Temas candentes, que estão na raiz de nosso passado escravocrata, autoritário e brutal, são redigidos de modo enxuto e casam-se perfeitamente à linguagem enfática em que os juízos do narrador são tão impactantes quanto econômicos.

De Porto Alegre, chega a voz de Verônica Stigger, cuja obra Os anões, de 2010, combina temas polêmicos ao tom aparentemente frio, mas provocativo, de seus narradores e personagens.

De modo similar a Passaporte, de Fernando Bonassi (publicado pela mesma editora nove anos antes), trata-se de narrativas mínimas, mas de efeito máximo, em que o formato e a textura plastificada do objeto livro, fornido com ilustrações que esmaecem as margens da palavra, transcende os limites do conteúdo e adere ao estatuto de autoria/editoria.

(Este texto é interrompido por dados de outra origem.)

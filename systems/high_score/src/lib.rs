#![deny(
    unsafe_code,
    missing_docs,
    dead_code,
    unused_results,
    non_snake_case,
    unreachable_pub
)]

//! High-score bookkeeping on top of an external key-value store.
//!
//! The best score is read once when the system is created and written only
//! when a finished session beats it. The store itself is provided by the host
//! through [`KeyValueStore`].

use std::collections::HashMap;

use grinch_smasher_core::Event;
use thiserror::Error;

/// Name under which the best score is persisted.
pub const HIGH_SCORE_KEY: &str = "grinch_smasher_highscore";

/// Failures reported while reading or writing the high score.
#[derive(Debug, Error)]
pub enum StoreError {
    /// The backing store could not be reached.
    #[error("high score store unavailable: {0}")]
    Unavailable(String),
    /// The stored value is not a valid score.
    #[error("stored high score `{0}` is not a valid score")]
    Corrupt(String),
}

/// Single named value storage provided by the host.
pub trait KeyValueStore {
    /// Reads the value stored under `key`.
    fn get(&self, key: &str) -> Result<Option<String>, StoreError>;

    /// Replaces the value stored under `key`.
    fn set(&mut self, key: &str, value: String) -> Result<(), StoreError>;
}

/// In-memory store used by tests and hosts without persistence.
#[derive(Clone, Debug, Default)]
pub struct MemoryStore {
    values: HashMap<String, String>,
}

impl MemoryStore {
    /// Creates an empty store.
    #[must_use]
    pub fn new() -> Self {
        Self::default()
    }
}

impl KeyValueStore for MemoryStore {
    fn get(&self, key: &str) -> Result<Option<String>, StoreError> {
        Ok(self.values.get(key).cloned())
    }

    fn set(&mut self, key: &str, value: String) -> Result<(), StoreError> {
        let _ = self.values.insert(key.to_owned(), value);
        Ok(())
    }
}

/// Outcome of comparing a finished session against the best score.
#[derive(Clone, Copy, Debug, PartialEq, Eq)]
pub struct SessionResult {
    /// Score frozen at the end of the session.
    pub final_score: u32,
    /// Best score before this session.
    pub previous_best: u32,
    /// Best score after this session.
    pub best: u32,
    /// Whether the session set a new record.
    pub is_new_record: bool,
}

/// Pure system that tracks the best score across sessions.
#[derive(Debug)]
pub struct HighScore {
    best: u32,
}

impl HighScore {
    /// Reads the persisted best score, treating a missing value as zero.
    pub fn load<S: KeyValueStore + ?Sized>(store: &S) -> Result<Self, StoreError> {
        let best = match store.get(HIGH_SCORE_KEY)? {
            Some(raw) => raw
                .trim()
                .parse::<u32>()
                .map_err(|_| StoreError::Corrupt(raw.clone()))?,
            None => 0,
        };
        Ok(Self { best })
    }

    /// Best score known to the system.
    #[must_use]
    pub const fn best(&self) -> u32 {
        self.best
    }

    /// Compares a final score against the best one, persisting it when beaten.
    pub fn record<S: KeyValueStore + ?Sized>(
        &mut self,
        final_score: u32,
        store: &mut S,
    ) -> Result<SessionResult, StoreError> {
        let previous_best = self.best;
        let is_new_record = final_score > previous_best;
        if is_new_record {
            store.set(HIGH_SCORE_KEY, final_score.to_string())?;
            self.best = final_score;
        }

        Ok(SessionResult {
            final_score,
            previous_best,
            best: self.best,
            is_new_record,
        })
    }

    /// Records every session end found in `events`.
    pub fn handle<S: KeyValueStore + ?Sized>(
        &mut self,
        events: &[Event],
        store: &mut S,
    ) -> Result<Vec<SessionResult>, StoreError> {
        let mut results = Vec::new();
        for event in events {
            if let Event::SessionEnded { final_score } = event {
                results.push(self.record(*final_score, store)?);
            }
        }
        Ok(results)
    }
}
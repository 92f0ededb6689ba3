//! Session countdown driven by its own one-second cadence.

use std::time::Duration;

/// Countdown measured in whole seconds.
///
/// The clock keeps its own deadline on the virtual timeline and is independent
/// of the spawn cadence.
#[derive(Clone, Copy, Debug, Default, PartialEq, Eq)]
pub struct SessionClock {
    remaining_secs: u32,
    interval: Duration,
    next_tick_at: Option<Duration>,
}

impl SessionClock {
    /// Creates a stopped clock with no time on it.
    #[must_use]
    pub const fn new() -> Self {
        Self {
            remaining_secs: 0,
            interval: Duration::ZERO,
            next_tick_at: None,
        }
    }

    /// Sets the remaining time and schedules the first decrement one
    /// `interval` after `now`.
    pub fn start(&mut self, duration_secs: u32, now: Duration, interval: Duration) {
        self.remaining_secs = duration_secs;
        self.interval = interval;
        self.next_tick_at = if duration_secs == 0 || interval.is_zero() {
            None
        } else {
            Some(now.saturating_add(interval))
        };
    }

    /// Removes one second, saturating at zero.
    ///
    /// A running clock schedules its next decrement unless it just expired.
    pub fn tick(&mut self) {
        self.remaining_secs = self.remaining_secs.saturating_sub(1);
        self.next_tick_at = match self.next_tick_at {
            Some(at) if !self.is_expired() => Some(at.saturating_add(self.interval)),
            _ => None,
        };
    }

    /// Halts decrementing. The remaining time is kept for reporting.
    pub fn stop(&mut self) {
        self.next_tick_at = None;
    }

    /// Reports whether the countdown reached zero.
    #[must_use]
    pub const fn is_expired(&self) -> bool {
        self.remaining_secs == 0
    }

    /// Reports whether the clock is still counting down.
    #[must_use]
    pub const fn is_running(&self) -> bool {
        self.next_tick_at.is_some()
    }

    /// Seconds left on the clock.
    #[must_use]
    pub const fn remaining_secs(&self) -> u32 {
        self.remaining_secs
    }

    /// Virtual time of the next decrement, if the clock is running.
    #[must_use]
    pub const fn next_deadline(&self) -> Option<Duration> {
        self.next_tick_at
    }
}
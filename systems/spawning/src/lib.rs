#![deny(
    unsafe_code,
    missing_docs,
    dead_code,
    unused_results,
    non_snake_case,
    unreachable_pub
)]

//! Deterministic spawning system responsible for emitting item spawn commands.
//!
//! The system accumulates virtual time while a session is active and makes
//! one spawn attempt per elapsed interval. Each attempt picks an empty cell
//! uniformly at random and a kind from a biased coin. The random source is
//! injected, so replays with the same seed produce the same spawns.

use std::time::Duration;

use grinch_smasher_core::{
    CellIndex, Command, Event, GridView, ItemKind, Phase, PRESENT_PROBABILITY, SPAWN_INTERVAL,
};
use rand::{Rng, SeedableRng};
use rand_chacha::ChaCha8Rng;

const DEFAULT_SEED: u64 = 0x4d59_5df4_d0f3_3173;

/// Configuration parameters required to construct the spawning system.
#[derive(Clone, Copy, Debug, PartialEq)]
pub struct Config {
    spawn_interval: Duration,
    rng_seed: u64,
    present_probability: f64,
}

impl Config {
    /// Creates a new configuration using the provided spawn cadence and seed.
    #[must_use]
    pub const fn new(spawn_interval: Duration, rng_seed: u64) -> Self {
        Self {
            spawn_interval,
            rng_seed,
            present_probability: PRESENT_PROBABILITY,
        }
    }

    /// Overrides the probability that a spawned item is a present.
    ///
    /// Values outside `0.0..=1.0` are clamped.
    #[must_use]
    pub fn with_present_probability(mut self, probability: f64) -> Self {
        self.present_probability = if probability.is_nan() {
            PRESENT_PROBABILITY
        } else {
            probability.clamp(0.0, 1.0)
        };
        self
    }

    /// Seed used to construct the default random source.
    #[must_use]
    pub const fn rng_seed(&self) -> u64 {
        self.rng_seed
    }
}

impl Default for Config {
    fn default() -> Self {
        Self::new(SPAWN_INTERVAL, DEFAULT_SEED)
    }
}

/// Pure system that emits spawn commands while a session is active.
#[derive(Debug)]
pub struct Spawning<R = ChaCha8Rng> {
    spawn_interval: Duration,
    present_probability: f64,
    accumulator: Duration,
    rng: R,
}

impl Spawning<ChaCha8Rng> {
    /// Creates a new spawning system seeded from the supplied configuration.
    #[must_use]
    pub fn new(config: Config) -> Self {
        Self::with_rng(config, ChaCha8Rng::seed_from_u64(config.rng_seed))
    }
}

impl<R: Rng> Spawning<R> {
    /// Creates a new spawning system drawing randomness from `rng`.
    ///
    /// The seed stored in `config` is ignored.
    #[must_use]
    pub fn with_rng(config: Config, rng: R) -> Self {
        Self {
            spawn_interval: config.spawn_interval,
            present_probability: config.present_probability,
            accumulator: Duration::ZERO,
            rng,
        }
    }

    /// Consumes events and the current grid to emit spawn commands.
    ///
    /// The cadence restarts whenever a session starts and stays reset while no
    /// session is active, so a halted scheduler never carries time into the
    /// next session.
    pub fn handle(
        &mut self,
        events: &[Event],
        phase: Phase,
        grid: &GridView,
        out: &mut Vec<Command>,
    ) {
        if phase != Phase::Active {
            self.accumulator = Duration::ZERO;
            return;
        }

        let mut accumulated = Duration::ZERO;
        for event in events {
            match event {
                Event::SessionStarted { .. } => {
                    self.accumulator = Duration::ZERO;
                    accumulated = Duration::ZERO;
                }
                Event::TimeAdvanced { dt } => accumulated = accumulated.saturating_add(*dt),
                _ => {}
            }
        }

        if accumulated.is_zero() {
            return;
        }

        self.accumulator = self.accumulator.saturating_add(accumulated);
        let spawn_attempts = self.resolve_spawn_attempts();
        if spawn_attempts == 0 {
            return;
        }

        let mut empty_cells = grid.empty_cells();
        for _ in 0..spawn_attempts {
            let Some(cell) = self.select_cell(&mut empty_cells) else {
                break;
            };
            let kind = self.select_kind();
            out.push(Command::SpawnItem { cell, kind });
        }
    }

    /// Virtual time left until the next spawn attempt, if a session is active.
    #[must_use]
    pub fn time_until_next_spawn(&self, phase: Phase) -> Option<Duration> {
        if phase != Phase::Active || self.spawn_interval.is_zero() {
            return None;
        }
        Some(self.spawn_interval.saturating_sub(self.accumulator))
    }

    fn resolve_spawn_attempts(&mut self) -> usize {
        if self.spawn_interval.is_zero() {
            return 0;
        }

        let mut attempts = 0;
        while self.accumulator >= self.spawn_interval {
            self.accumulator -= self.spawn_interval;
            attempts += 1;
        }
        attempts
    }

    fn select_cell(&mut self, empty_cells: &mut Vec<CellIndex>) -> Option<CellIndex> {
        if empty_cells.is_empty() {
            return None;
        }
        let index = self.rng.gen_range(0..empty_cells.len());
        Some(empty_cells.swap_remove(index))
    }

    fn select_kind(&mut self) -> ItemKind {
        if self.rng.gen_bool(self.present_probability) {
            ItemKind::Present
        } else {
            ItemKind::Grinch
        }
    }
}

Alarga-se o conceito da arte e do ofício de escrever. Isso pressupõe a representação de diversas formas de fetiche, compreendendo a literatura não só no plano estético, mas como terreno de perversões, a ironizar a forma mercadoria, na qual a arte também se inscreve.

Se o conto disputou lugar com o romance, pelo menos desde o século XVII, na disseminação de histórias, é inevitável pensar que algo similar acontece na relação entre o microconto e o conto ou a novela. Evidentemente, a escala de comparação diminuiu, bem ao gosto das novas formas e usos da comunicação.

Talvez por esse motivo, haja resistência de uma parcela da crítica em avaliar ou validar esse novo gênero. Talvez tenha em vista algumas de suas especificidades, associado a ressalvas quanto às relações fluidas, superficiais e apressadas deste agora.

Se o conto disputou lugar com o romance, pelo menos desde o século XVII, na disseminação de histórias, é inevitável pensar que algo similar acontece na relação entre o microconto e o conto ou a novela”

Por outro lado, haveríamos de ponderar que conteúdo, forma e expressão contagiam os olhos de quem lê? Ou se trata de movimento de idas e vindas entre autor, obra e público, em que a atenção do leitor é justamente estimulada pela linguagem mais crua, direta e econômica da era virtual, aparentemente sem lugar ou tempo para representar ou discutir arestas?

A menor extensão do texto literário impediria que detectássemos sua qualidade? Questões de somenos, sendo essa uma microrreflexão.

Porventura seja o caso de leitores e críticos forjarem um novo aparato conceitual e teórico, com vistas a se situarem perante o gênero com uma nova voz, a partir de novos postos de observação.

Assim como é desejável que respeitemos as convenções retóricas e poéticas, ao ler tratados, sermões, cartas e poemas redigidos entre os séculos XV e XVIII; assim como consideramos o inegável papel do folhetim, na disseminação de crônicas, contos e romances, durante os Oitocentos, parece ser o caso de perceber o microconto não como um fenômeno editorial isolado, em que supostamente o alarde da expressão não condiz com o valor do material, mas como gênero em constante diálogo com o cenário e a linguagem de outro tempo. Por enquanto o nosso.

[1]      “Alguns aspectos sobre o conto”, em Valise de cronópio, tradução de Davi Arrigucci Júnior, São Paulo, Perspectiva, 1974, p. 151.